Whereas value maximization is a natural objective, interesting issues may arise when the stock of physical capital does
not coincide with the market value of the firm. In this case, otherwise similar incomplete market models might lead to
different qualitative and quantitative implications with respect to the ones established in the macroeconomic literature.
For example, authors like Aiyagari (1994) and Krusell and Smith (1997, 1998) have shown that imperfect risk sharing in
the standard setting can lead to an increase in the aggregate capital stock due to precautionary savings. In contrast, if
aggregate household wealth, which is equal to the stock market value of firms, is not the same as the aggregate capital
stock, precautionary savings might not necessarily be reflected in a higher capital accumulation. This point is illustrated by
Carceles-Poveda (2008), who studies the quantitative implications of alternative objective functions for firms in a two agent
model with incomplete markets. In such a framework, it is shown that the aggregate capital stock is very sensitive to the
assumption on firm’s objectives.
Another context in which the fact that the aggregate capital stock and the value of the firm may not coincide could
be particularly important is the overlapping generations setting with production. For example, Magill and Quinzii (2003)consider such a setting with irreversible capital investment and show that the economy’s capital stock may converge to the
efficient Golden rule steady state rather than to the suboptimal steady state.

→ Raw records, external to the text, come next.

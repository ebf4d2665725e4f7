use matrixcompare::assert_matrix_eq;
use mpfem::assembly::global::{UniformQuadratureTable, WeakFormAssembler};
use mpfem::assembly::local::{
    assemble_term_contribution, assemble_term_contribution_transposed, integrate_term_c,
    integrate_term_dw, local_code_numbers, unknown_vector, CodeEntry,
};
use mpfem::assembly::operators::{CapacityTerm, ConstantModel, DiffusionTerm, SourceTerm};
use mpfem::assembly::term::{EvalContext, Term};
use mpfem::dof::{DofId, DofStore, MasterWeight};
use mpfem::element::WeakFormCell;
use mpfem::field::{SolutionVectors, TimeStep, ValueMode};
use mpfem::variable::{FullInterpolation, Quantity, Valence, Variable};
use nalgebra::{DMatrix, DVector, Dyn, Matrix2, MatrixViewMut, Point1, U1};
use nalgebra_sparse::convert::serial::convert_coo_dense;
use nalgebra_sparse::CooMatrix;
use std::sync::Arc;

/// A two-node line element of the given length with linear basis functions
/// on the reference interval [-1, 1].
struct LineCell {
    nodes: [usize; 2],
    length: f64,
}

impl LineCell {
    fn new(nodes: [usize; 2], length: f64) -> Self {
        Self { nodes, length }
    }
}

impl WeakFormCell<f64, U1> for LineCell {
    fn nodes(&self) -> &[usize] {
        &self.nodes
    }

    fn differential_weight(&self, _point: &Point1<f64>) -> f64 {
        self.length / 2.0
    }

    fn populate_basis(&self, _variable: &Variable, values: &mut [f64], point: &Point1<f64>) {
        let xi = point.x;
        values[0] = (1.0 - xi) / 2.0;
        values[1] = (1.0 + xi) / 2.0;
    }

    fn populate_basis_gradients(
        &self,
        _variable: &Variable,
        mut gradients: MatrixViewMut<'_, f64, U1, Dyn>,
        _point: &Point1<f64>,
    ) {
        gradients[(0, 0)] = -1.0 / self.length;
        gradients[(0, 1)] = 1.0 / self.length;
    }
}

/// Two-point Gauss rule on [-1, 1], exact for cubic integrands.
fn gauss2() -> (Vec<f64>, Vec<Point1<f64>>) {
    let p = (1.0f64 / 3.0).sqrt();
    (vec![1.0, 1.0], vec![Point1::new(-p), Point1::new(p)])
}

fn temperature_pair() -> (Arc<Variable>, Arc<Variable>) {
    let trial = Arc::new(Variable::new(
        Arc::new(FullInterpolation),
        Quantity::Temperature,
        Valence::Scalar,
        vec![DofId::Temperature],
    ));
    let test = Arc::new(Variable::dual(&trial));
    (trial, test)
}

fn free_pair_store(values: [f64; 2]) -> (DofStore<f64>, SolutionVectors<f64>) {
    let mut dofs = DofStore::new();
    dofs.add_free(0, DofId::Temperature);
    dofs.add_free(1, DofId::Temperature);
    dofs.number_equations();
    let source = SolutionVectors::new()
        .with_mode(ValueMode::Total, DVector::from_vec(values.to_vec()));
    (dofs, source)
}

fn step() -> TimeStep<f64> {
    TimeStep::new(1, 1.0, 0.5)
}

#[test]
fn diffusion_stiffness_matches_exact_integral() {
    let (trial, test) = temperature_pair();
    let (dofs, source) = free_pair_store([1.0, 4.0]);
    let context = EvalContext::new(&dofs, &source);
    let cell = LineCell::new([0, 1], 2.0);
    let term = DiffusionTerm::new(trial, test, Arc::new(ConstantModel(3.0)));

    let mut output = DMatrix::zeros(0, 0);
    integrate_term_dw(&mut output, &term, &cell, &context, &gauss2(), &step()).unwrap();

    // k/L * [1 -1; -1 1] with k = 3, L = 2.
    let expected = Matrix2::new(1.5, -1.5, -1.5, 1.5);
    assert_matrix_eq!(output, expected, comp = abs, tol = 1e-12);
}

#[test]
fn diffusion_stiffness_scales_linearly_in_conductivity() {
    let (trial, test) = temperature_pair();
    let (dofs, source) = free_pair_store([1.0, 4.0]);
    let context = EvalContext::new(&dofs, &source);
    let cell = LineCell::new([0, 1], 1.5);

    let single = DiffusionTerm::new(trial.clone(), test.clone(), Arc::new(ConstantModel(1.0)));
    let double = DiffusionTerm::new(trial, test, Arc::new(ConstantModel(2.0)));

    let mut reference = DMatrix::zeros(0, 0);
    let mut scaled = DMatrix::zeros(0, 0);
    integrate_term_dw(&mut reference, &single, &cell, &context, &gauss2(), &step()).unwrap();
    integrate_term_dw(&mut scaled, &double, &cell, &context, &gauss2(), &step()).unwrap();

    assert_matrix_eq!(scaled, reference * 2.0, comp = abs, tol = 1e-12);
}

#[test]
fn capacity_matrix_matches_consistent_mass() {
    let (trial, test) = temperature_pair();
    let (dofs, source) = free_pair_store([0.0, 0.0]);
    let context = EvalContext::new(&dofs, &source);
    let cell = LineCell::new([0, 1], 3.0);
    let term = CapacityTerm::new(trial, test, Arc::new(ConstantModel(2.0)));

    let mut output = DMatrix::zeros(0, 0);
    integrate_term_dw(&mut output, &term, &cell, &context, &gauss2(), &step()).unwrap();

    // c*L/6 * [2 1; 1 2] with c = 2, L = 3.
    let expected = Matrix2::new(2.0, 1.0, 1.0, 2.0);
    assert_matrix_eq!(output, expected, comp = abs, tol = 1e-12);
}

#[test]
fn diffusion_residual_is_stiffness_times_unknowns() {
    let (trial, test) = temperature_pair();
    let (dofs, source) = free_pair_store([1.0, 4.0]);
    let context = EvalContext::new(&dofs, &source);
    let cell = LineCell::new([0, 1], 2.0);
    let term = DiffusionTerm::new(trial.clone(), test, Arc::new(ConstantModel(3.0)));

    let mut stiffness = DMatrix::zeros(0, 0);
    integrate_term_dw(&mut stiffness, &term, &cell, &context, &gauss2(), &step()).unwrap();
    let mut residual = DVector::zeros(0);
    integrate_term_c(&mut residual, &term, &cell, &context, &gauss2(), &step()).unwrap();

    let unknowns =
        unknown_vector(&cell, &trial, &context, ValueMode::Total, &step()).unwrap();
    assert_matrix_eq!(residual, stiffness * unknowns, comp = abs, tol = 1e-12);
}

#[test]
fn capacity_residual_uses_the_velocity_mode() {
    let (trial, test) = temperature_pair();
    let mut dofs = DofStore::new();
    dofs.add_free(0, DofId::Temperature);
    dofs.add_free(1, DofId::Temperature);
    dofs.number_equations();
    let source = SolutionVectors::new()
        .with_mode(ValueMode::Total, DVector::from_vec(vec![1.0, 4.0]))
        .with_mode(ValueMode::Velocity, DVector::from_vec(vec![0.5, -1.0]));
    let context = EvalContext::new(&dofs, &source);
    let cell = LineCell::new([0, 1], 3.0);
    let term = CapacityTerm::new(trial, test, Arc::new(ConstantModel(2.0)));

    let mut mass = DMatrix::zeros(0, 0);
    integrate_term_dw(&mut mass, &term, &cell, &context, &gauss2(), &step()).unwrap();
    let mut residual = DVector::zeros(0);
    integrate_term_c(&mut residual, &term, &cell, &context, &gauss2(), &step()).unwrap();

    let rates = DVector::from_vec(vec![0.5, -1.0]);
    assert_matrix_eq!(residual, mass * rates, comp = abs, tol = 1e-12);
}

#[test]
fn source_term_loads_each_node_with_half_the_cell() {
    let (trial, test) = temperature_pair();
    let (dofs, source) = free_pair_store([0.0, 0.0]);
    let context = EvalContext::new(&dofs, &source);
    let cell = LineCell::new([0, 1], 2.0);
    let term = SourceTerm::new(trial, test, Arc::new(ConstantModel(5.0)));

    let mut residual = DVector::zeros(0);
    integrate_term_c(&mut residual, &term, &cell, &context, &gauss2(), &step()).unwrap();
    let expected = DVector::from_vec(vec![-5.0, -5.0]);
    assert_matrix_eq!(residual, expected, comp = abs, tol = 1e-12);

    // The source contributes nothing to the Jacobian.
    let mut jacobian = DMatrix::zeros(0, 0);
    integrate_term_dw(&mut jacobian, &term, &cell, &context, &gauss2(), &step()).unwrap();
    assert_matrix_eq!(jacobian, DMatrix::zeros(2, 2), comp = abs, tol = 1e-15);
}

/// Node 1 of the cell hangs between nodes 0 and 2, which carry the free dofs.
fn hanging_node_store() -> DofStore<f64> {
    let mut dofs = DofStore::new();
    let a = dofs.add_free(0, DofId::Temperature);
    let b = dofs.add_free(2, DofId::Temperature);
    dofs.add_slave(
        1,
        DofId::Temperature,
        vec![MasterWeight::new(a, 0.5), MasterWeight::new(b, 0.5)],
    )
    .unwrap();
    dofs.number_equations();
    dofs
}

#[test]
fn code_numbers_keep_one_slot_per_local_dof() {
    let (trial, _) = temperature_pair();
    let dofs = hanging_node_store();
    let cell = LineCell::new([0, 1], 1.0);

    let code = local_code_numbers(&cell, &trial, &dofs).unwrap();
    assert_eq!(code.len(), 2);
    assert!(matches!(code.entries()[0], CodeEntry::Free(_)));
    match &code.entries()[1] {
        CodeEntry::Resolved(pairs) => assert_eq!(pairs.len(), 2),
        entry => panic!("expected a resolved slave slot, got {:?}", entry),
    }
}

#[test]
fn unknown_vector_resolves_hanging_nodes_transparently() {
    let (trial, _) = temperature_pair();
    let dofs = hanging_node_store();
    let source = SolutionVectors::new()
        .with_mode(ValueMode::Total, DVector::from_vec(vec![2.0, 6.0]));
    let context = EvalContext::new(&dofs, &source);
    let cell = LineCell::new([0, 1], 1.0);

    let unknowns =
        unknown_vector(&cell, &trial, &context, ValueMode::Total, &step()).unwrap();
    assert_matrix_eq!(
        unknowns,
        DVector::from_vec(vec![2.0, 4.0]),
        comp = abs,
        tol = 1e-12
    );
}

#[test]
fn scatter_distributes_slave_slots_by_master_weights() {
    let (trial, test) = temperature_pair();
    let dofs = hanging_node_store();
    let cell = LineCell::new([0, 1], 1.0);
    let term = DiffusionTerm::new(trial, test, Arc::new(ConstantModel(1.0)));

    let contribution = DMatrix::from_row_slice(2, 2, &[1.0, 2.0, 3.0, 4.0]);
    let mut target = DMatrix::zeros(2, 2);
    assemble_term_contribution(&mut target, &contribution, &term, &cell, &dofs).unwrap();

    // Local slot 0 maps to equation 1; slot 1 splits evenly over both.
    let map = Matrix2::new(1.0, 0.0, 0.5, 0.5);
    let expected = map.transpose() * Matrix2::new(1.0, 2.0, 3.0, 4.0) * map;
    assert_matrix_eq!(target, expected, comp = abs, tol = 1e-12);

    let mut transposed = DMatrix::zeros(2, 2);
    assemble_term_contribution_transposed(&mut transposed, &contribution, &term, &cell, &dofs)
        .unwrap();
    assert_matrix_eq!(transposed, expected.transpose(), comp = abs, tol = 1e-12);
}

#[test]
fn scatter_skips_prescribed_equations() {
    let (trial, test) = temperature_pair();
    let mut dofs = DofStore::new();
    dofs.add_free(0, DofId::Temperature);
    dofs.add_free_conditioned(1, DofId::Temperature, Some(0), None);
    dofs.number_equations();
    let cell = LineCell::new([0, 1], 1.0);
    let term = DiffusionTerm::new(trial, test, Arc::new(ConstantModel(1.0)));

    let contribution = DMatrix::from_row_slice(2, 2, &[1.0, 2.0, 3.0, 4.0]);
    // Only one active equation exists; the driven dof's row and column are
    // eliminated by the scatter.
    let mut target = DMatrix::zeros(1, 1);
    assemble_term_contribution(&mut target, &contribution, &term, &cell, &dofs).unwrap();
    assert_eq!(target[(0, 0)], 1.0);
}

/// A chain of two unit cells with three active temperature dofs.
fn two_cell_problem() -> (DofStore<f64>, SolutionVectors<f64>) {
    let mut dofs = DofStore::new();
    for node in 0..3 {
        dofs.add_free(node, DofId::Temperature);
    }
    dofs.number_equations();
    let source = SolutionVectors::new()
        .with_mode(ValueMode::Total, DVector::from_vec(vec![1.0, 2.0, 4.0]));
    (dofs, source)
}

#[test]
fn sweeps_agree_across_targets_and_threading() {
    let (trial, test) = temperature_pair();
    let (dofs, source) = two_cell_problem();
    let context = EvalContext::new(&dofs, &source);
    let cell_a = LineCell::new([0, 1], 1.0);
    let cell_b = LineCell::new([1, 2], 1.0);
    let cells: Vec<&dyn WeakFormCell<f64, U1>> = vec![&cell_a, &cell_b];
    let term = DiffusionTerm::new(trial, test, Arc::new(ConstantModel(1.0)));
    let terms: Vec<&dyn Term<f64, U1>> = vec![&term];
    let table = UniformQuadratureTable(gauss2());
    let assembler = WeakFormAssembler::new(&cells, &terms, &table, context);

    let mut sequential = DMatrix::zeros(3, 3);
    assembler.assemble_into(&mut sequential, &step()).unwrap();
    let expected =
        DMatrix::from_row_slice(3, 3, &[1.0, -1.0, 0.0, -1.0, 2.0, -1.0, 0.0, -1.0, 1.0]);
    assert_matrix_eq!(sequential, expected, comp = abs, tol = 1e-12);

    let mut parallel = DMatrix::zeros(3, 3);
    assembler.par_assemble_into(&mut parallel, &step()).unwrap();
    assert_matrix_eq!(parallel, sequential, comp = abs, tol = 1e-12);

    // Duplicate COO triplets must sum to the same dense matrix.
    let mut coo = CooMatrix::new(3, 3);
    assembler.assemble_into(&mut coo, &step()).unwrap();
    assert_matrix_eq!(convert_coo_dense(&coo), sequential, comp = abs, tol = 1e-12);
}

#[test]
fn residual_sweep_matches_global_stiffness_action() {
    let (trial, test) = temperature_pair();
    let (dofs, source) = two_cell_problem();
    let context = EvalContext::new(&dofs, &source);
    let cell_a = LineCell::new([0, 1], 1.0);
    let cell_b = LineCell::new([1, 2], 1.0);
    let cells: Vec<&dyn WeakFormCell<f64, U1>> = vec![&cell_a, &cell_b];
    let term = DiffusionTerm::new(trial, test, Arc::new(ConstantModel(1.0)));
    let terms: Vec<&dyn Term<f64, U1>> = vec![&term];
    let table = UniformQuadratureTable(gauss2());
    let assembler = WeakFormAssembler::new(&cells, &terms, &table, context);

    let mut stiffness = DMatrix::zeros(3, 3);
    assembler.assemble_into(&mut stiffness, &step()).unwrap();
    let mut residual = DVector::zeros(3);
    assembler.assemble_residual_into(&mut residual, &step()).unwrap();

    let unknowns = DVector::from_vec(vec![1.0, 2.0, 4.0]);
    assert_matrix_eq!(residual, stiffness * unknowns, comp = abs, tol = 1e-12);
}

The examples above suggest that the analysis of dynamic models featuring an explicit stock market is likely to provide
new insights into the functioning of real-world economies. Thus, while our paper has provided sufficient conditions under
which economies with static and dynamic firms behave in a similar manner, we think that it is still worthwhile exploring
the contexts in which this equivalence breaks down. We leave this difficult task to future research.